Exercise brief
Type again, exactly, the lines below from the start through the line that includes "fn set(&self, value: u64)".

Exercise inputs
-- Opening Marker --

#[cfg(test)]
mod tests {
    use super::*;
    use crate::clock::NANOS_PER_SEC;
    use crate::sleep::RecordingSleeper;
    use std::time::Duration;

    struct FakeClock(AtomicU64);

    impl FakeClock {
        fn new(start: u64) -> Self {
            Self(AtomicU64::new(start))
        }

        fn set(&self, value: u64) {
            self.0.store(value, Ordering::Relaxed);
        }
    }

    impl WallClock for FakeClock {
        fn now_ns(&self) -> u64 {
            self.0.load(Ordering::Relaxed)
        }
    }

    fn harness(config: CapacityConfig, now: u64) -> (Throttle, Arc<FakeClock>, RecordingSleeper) {
        let clock = Arc::new(FakeClock::new(now));
        let sleeper = RecordingSleeper::new();
        let stats = Arc::new(CapacityStats::new());
        let signal = Arc::new(FlushSignal::new(config.threshold(), Arc::clone(&stats)));
        let throttle = Throttle::with_clock_and_sleeper(
            config,
            stats,
            signal,
            clock.clone() as Arc<dyn WallClock>,
            Arc::new(sleeper.clone()),
        );
        (throttle, clock, sleeper)
    }

    // S1: uncapped fast path.
    #[test]
    fn uncapped_fast_path_never_sleeps() {
        let config = CapacityConfig::from_total(0).unwrap();
        let (throttle, _clock, sleeper) = harness(config, 0);

        for _ in 0..100 {
            throttle.throttle(Class::Log, 4096);
        }

        assert_eq!(sleeper.count(), 0);
        assert_eq!(throttle.reservation_clock(Class::Log).load(), 0);
        assert_eq!(throttle.stats().bytes_written(), 409_600);
    }

    // S2: single-class pacing.
    #[test]
    fn single_class_pacing_sleeps_on_second_call() {
        let mut config = CapacityConfig::from_total(0).unwrap();
        config.set_capacity(Class::Log, 1_000_000);
        let (throttle, _clock, sleeper) = harness(config, 0);

        throttle.throttle(Class::Log, 500_000);
        assert_eq!(throttle.reservation_clock(Class::Log).load(), 500_000_000);
        assert_eq!(sleeper.count(), 0);

        throttle.throttle(Class::Log, 500_000);
        assert_eq!(throttle.reservation_clock(Class::Log).load(), NANOS_PER_SEC);
        assert_eq!(sleeper.count(), 1);
        assert_eq!(sleeper.recorded()[0], Duration::from_secs(1));
    }

    #[test]
    fn recovering_connection_is_a_no_op() {
        let mut config = CapacityConfig::from_total(0).unwrap();
        config.set_capacity(Class::Log, 1_000_000);
        let (throttle, _clock, sleeper) = harness(config, 0);
        throttle.set_recovering(true);

        throttle.throttle(Class::Log, 500_000);

        assert_eq!(throttle.reservation_clock(Class::Log).load(), 0);
        assert_eq!(sleeper.count(), 0);
        assert_eq!(throttle.stats().bytes_written(), 0);
    }

    #[test]
    fn read_calls_do_not_touch_capacity_written() {
        let mut config = CapacityConfig::from_total(0).unwrap();
        config.set_capacity(Class::Read, 1_000_000);
        let (throttle, _clock, _sleeper) = harness(config, 0);

        throttle.throttle(Class::Read, 4096);

        assert_eq!(throttle.stats().bytes_written(), 0);
        assert_eq!(throttle.stats().bytes_read(), 4096);
    }

    // S3: steal succeeds and shortens the caller's wait. LOG is backed up
    // (reservation ahead of now) while CKPT sits idle at zero and the
    // aggregate clock has slack (behind now), so the trigger condition in
    // spec §4.B step 7 fires and CKPT is the selected victim.
    #[test]
    fn steal_succeeds_when_victim_is_idle() {
        let config = CapacityConfig::from_total(10_000_000).unwrap();
        let (throttle, clock, _sleeper) = harness(config, 600_000_000);

        let capacity_log = throttle.capacity(Class::Log);
        throttle.reservation_clock(Class::Log).store(700_000_000);
        throttle.reservation_total.store(0);
        clock.set(600_000_000);

        let without_steal_wait = 700_000_000 + slot_ns(50_000, capacity_log);

        throttle.throttle(Class::Log, 50_000);

        let after = throttle.reservation_clock(Class::Log).load();
        assert!(
            after < without_steal_wait,
            "expected steal to shorten the LOG clock: {after} vs {without_steal_wait}"
        );
        // The ckpt clock should have moved, evidence the victim was chosen.
        assert!(throttle.reservation_clock(Class::Ckpt).load() > 0);
    }

    #[test]
    fn steal_is_skipped_when_aggregate_has_no_slack() {
        let config = CapacityConfig::from_total(10_000_000).unwrap();
        let (throttle, clock, _sleeper) = harness(config, 600_000_000);

        throttle.reservation_clock(Class::Log).store(700_000_000);
        // Aggregate clock is almost caught up to now, so after its own
        // reservation res_total_value >= now_ns: the trigger condition in
        // spec §4.B step 7 fails.
        throttle.reservation_total.store(600_000_000);
        clock.set(600_000_000);

        let ckpt_before = throttle.reservation_clock(Class::Ckpt).load();
        throttle.throttle(Class::Log, 50_000);
        assert_eq!(throttle.reservation_clock(Class::Ckpt).load(), ckpt_before);
    }

    // S4: steal contested. Several threads race to steal from the same idle
    // victim class; at most one CAS per contended instant can succeed, so
    // the losers fall back to their own primary/aggregate reservations
    // (spec §4.B step 7 "retries from step 5 without attempting another
    // steal"). This can't pin the exact interleaving the way the
    // single-threaded S3 test above does, so it instead asserts the
    // invariants that must hold under *any* interleaving: every call
    // completes (no CAS-retry loop runs away), every byte is accounted for
    // exactly once (spec §8 quantified invariant 2), and the victim's clock
    // never goes backwards.
    #[test]
    fn steal_contention_across_threads_stays_consistent() {
        use std::sync::Barrier;
        use std::thread;

        let config = CapacityConfig::from_total(10_000_000).unwrap();
        let clock = Arc::new(FakeClock::new(600_000_000));
        let stats = Arc::new(CapacityStats::new());
        let signal = Arc::new(FlushSignal::new(config.threshold(), Arc::clone(&stats)));
        let throttle = Arc::new(Throttle::with_clock_and_sleeper(
            config,
            stats,
            signal,
            clock.clone() as Arc<dyn WallClock>,
            Arc::new(RecordingSleeper::new()),
        ));

        throttle.reservation_clock(Class::Log).store(700_000_000);
        throttle.reservation_total.store(0);

        const THREADS: usize = 8;
        let barrier = Arc::new(Barrier::new(THREADS));
        let ckpt_before = throttle.reservation_clock(Class::Ckpt).load();

        thread::scope(|scope| {
            for _ in 0..THREADS {
                let throttle = Arc::clone(&throttle);
                let barrier = Arc::clone(&barrier);
                scope.spawn(move || {
                    barrier.wait();
                    throttle.throttle(Class::Log, 50_000);
                });
            }
        });

        assert_eq!(throttle.stats().bytes_written(), 50_000 * THREADS as u64);
        assert!(throttle.reservation_clock(Class::Ckpt).load() >= ckpt_before);
    }

    #[test]
    fn drift_correction_never_produces_negative_sleep() {
        let config = CapacityConfig::from_total(0).unwrap();
        let mut config = config;
        config.set_capacity(Class::Log, 1_000_000);
        let (throttle, clock, sleeper) = harness(config, 10 * NANOS_PER_SEC);

        clock.set(10 * NANOS_PER_SEC);
        throttle.throttle(Class::Log, 1_000_000);

        // Whatever the limiter scheduled, it must not have asked to sleep
        // for a value computed from a negative (wrapped) duration.
        for sleep in sleeper.recorded() {
            assert!(sleep < Duration::from_secs(3600));
        }
    }
}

-- Closing Marker --

Answer to this task
#[cfg(test)]
mod tests {
    use super::*;
    use crate::clock::NANOS_PER_SEC;
    use crate::sleep::RecordingSleeper;
    use std::time::Duration;

    struct FakeClock(AtomicU64);

    impl FakeClock {
        fn new(start: u64) -> Self {
            Self(AtomicU64::new(start))
        }

        fn set(&self, value: u64) {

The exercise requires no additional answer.